While the scene most notably gave birth to art stars like Keith Haring, Jean-Michel Basquiat and Jeff Koons, there is a deeper and more eclectic story to be told about this heady time in downtown New York City. Depending upon who you ask, the events and players can be radically divergent.  The current exhibition is by no means a survey, and makes no claim to a comprehensive study of the period. It is, rather, the aspect of East Village art (if one can call it so), that most inspired its curator, Pavel Zoubok. It is, if you will, a piece of the story--one that glitters with unexpected materials and juxtapositions, cries out in protest and vibrates with the raw energy and class consciousness of punk.
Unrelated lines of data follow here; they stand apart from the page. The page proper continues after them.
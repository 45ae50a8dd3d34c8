use canvasruntime::{FieldSpec, HandleSpec, NodeDefinition};
use serde_json::json;

/// Branches on an expression; one output per outcome
pub fn condition() -> NodeDefinition {
    NodeDefinition::new("condition", "Condition", "logic")
        .with_description("Routes data down the true or false branch")
        .with_color("#f59e0b")
        .with_outputs(vec![
            HandleSpec::labelled("true", "True"),
            HandleSpec::labelled("false", "False"),
        ])
        .with_field(FieldSpec::text("expression", "Expression").required())
        .with_mock_output(json!({ "branch": "true" }))
}

/// Human-in-the-loop approval gate
pub fn hitl() -> NodeDefinition {
    NodeDefinition::new("hitl", "Human Approval", "logic")
        .with_description("Waits for a person to approve before continuing")
        .with_color("#ec4899")
        .with_field(FieldSpec::text("approvers", "Approvers").required())
        .with_field(FieldSpec::textarea("message", "Message").max_length(2000))
        .with_field(
            FieldSpec::number("timeout_minutes", "Timeout (minutes)")
                .min(1.0)
                .default_value(60),
        )
        .with_field(
            FieldSpec::select("on_timeout", "On Timeout", ["approve", "reject"]).default_value("reject"),
        )
        .with_mock_output(json!({ "approved": true, "approver": "reviewer" }))
}

pub fn guardrail() -> NodeDefinition {
    NodeDefinition::new("guardrail", "Guardrail", "logic")
        .with_description("Checks data against a guardrail policy")
        .with_color("#ef4444")
        .with_field(FieldSpec::text("guardrail_id", "Guardrail").required())
        .with_field(
            FieldSpec::select("action", "On Violation", ["block", "warn", "redact"])
                .required()
                .default_value("block"),
        )
        .with_mock_output(json!({ "passed": true, "violations": [] }))
}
Looking back, there are several forces that brought the East Village scene to a close. The most deeply felt was without question the devastation of the AIDS crisis, which brought the untimely passing of countless artists such as critic-turned-artist Nicolas Moufarrege (whose life and work are being celebrated at CAMH), sculptor Arch Connelly, Keith Haring, painter, filmmaker and activist David Wojnarowicz. The confluence of this devastating disease, the inevitable gentrification of the neighborhood and the financial downturn of 1989 quickly brought the party to a close. Three decades of historical distance has brought renewed interest in the East Village scene by a new generation of curators, collectors, critics and art lovers who will find much to rethink and discover among its ranks.

Downtown: Collage Culture in the East Village features the work of Jean-Michel Basquiat, Sarah Charlesworth, Arch Connelly, Buster Cleveland, John Evans, Al Hansen, Keith Haring, Frank Moore, Nicolas Moufarrege, Elaine Reichek, Eric Rhein, Kiki Smith, Paul Thek, David Wojnarowicz and Rhonda Zwillinger.